Memphis doctor and her husband run eye clinic in African village

By Erin Williams Special to The Commercial Appeal
December 1, 2012


Twice a year, a Memphis ophthalmologist and her husband travel to Africa to help Christians and Muslims see eye
to eye.

Literally. Dr. Cathy Schanzer and her husband, Tom Lewis, run the Southern Eye Institute, a nonprofit medical
mission that provides modern eye care to people who live in the remote village of Serabu in Sierra Leone.

"We're really strong Catholics, but we've grown to love the Muslims in this community," Schanzer said. "Before we
start the clinic, the Muslims and the Christians all pray together in the clinic. It's just gotten to be a routine that
prayer will always be in the clinic first thing in the morning."

Schanzer and Lewis opened the Southern Eye Clinic of Serabu in 2006. It's open year round and provides
diagnostic examinations, medicines, glasses and surgery free to all patients.
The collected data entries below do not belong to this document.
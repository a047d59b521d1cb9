//! Playback-rate to position-increment conversion.
//!
//! Voice positions are 32.32 fixed point: the upper half indexes the sample,
//! the lower half is the fraction used for interpolation.

use core::time::Duration;

/// Fractional bits in a voice position.
pub const FRAC_BITS: u32 = 32;

/// Increment per device frame for a sample played at `sample_rate` on a
/// device running at `output_rate`.
///
/// Returns 0 when the device rate is 0.
pub fn rate_to_increment(sample_rate: u32, output_rate: u32) -> u64 {
    if output_rate == 0 {
        return 0;
    }
    ((sample_rate as u64) << FRAC_BITS) / output_rate as u64
}

/// Number of device frames covering `duration` at `output_rate`.
pub fn frames_for_duration(duration: Duration, output_rate: u32) -> usize {
    (duration.as_secs_f64() * output_rate as f64) as usize
}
It is not uncommon for patients to walk
several days to reach Serabu for their eye care needs. The clinic is staffed by 20 full-time employees who also
work at 10 satellite clinics in nearby villages.

Some locations have a cataract technician trained to remove large growths and treat other ocular infections and
glaucoma. But he's not as skilled or as fast as Schanzer. She visits the clinic twice a year, seeing and helping as
many patients as possible for two or three weeks. During her last visit, she performed 215 eye surgeries.

The clinic staff knows that when Schanzer is in town, they won't have time to see their families. "They can rest when
I leave," she said. "I actually thought I would be a full-time medical missionary. In my eyes, I've fallen a little bit short."

Schanzer dreamed of being a medical missionary since she was a child and heard a Maryknoll priest describe his
missionary adventures. In 1988, she and her husband traveled to Nigeria on their first medical mission. Over the
years, they have also worked in Zimbabwe, Mozambique and Sierra Leone.

In 2005, Archbishop Joseph Ganda of Sierra Leone asked them to visit Serabu, which had no running water or
electricity. "I came back to him and said, 'Archbishop, you have got to be kidding,'" Schanzer said. Without
adequate facilities to support any serious medical work, Schanzer and Lewis gathered their savings and began to
establish one.

Tom, who has a background in hospital administration, supervised the renovation of a donated block building,
adding well-based water systems, generator electricity, patient examination areas, an optical dispensary and a
modern operating theater, complete with state-of-the-art technology and air conditioning.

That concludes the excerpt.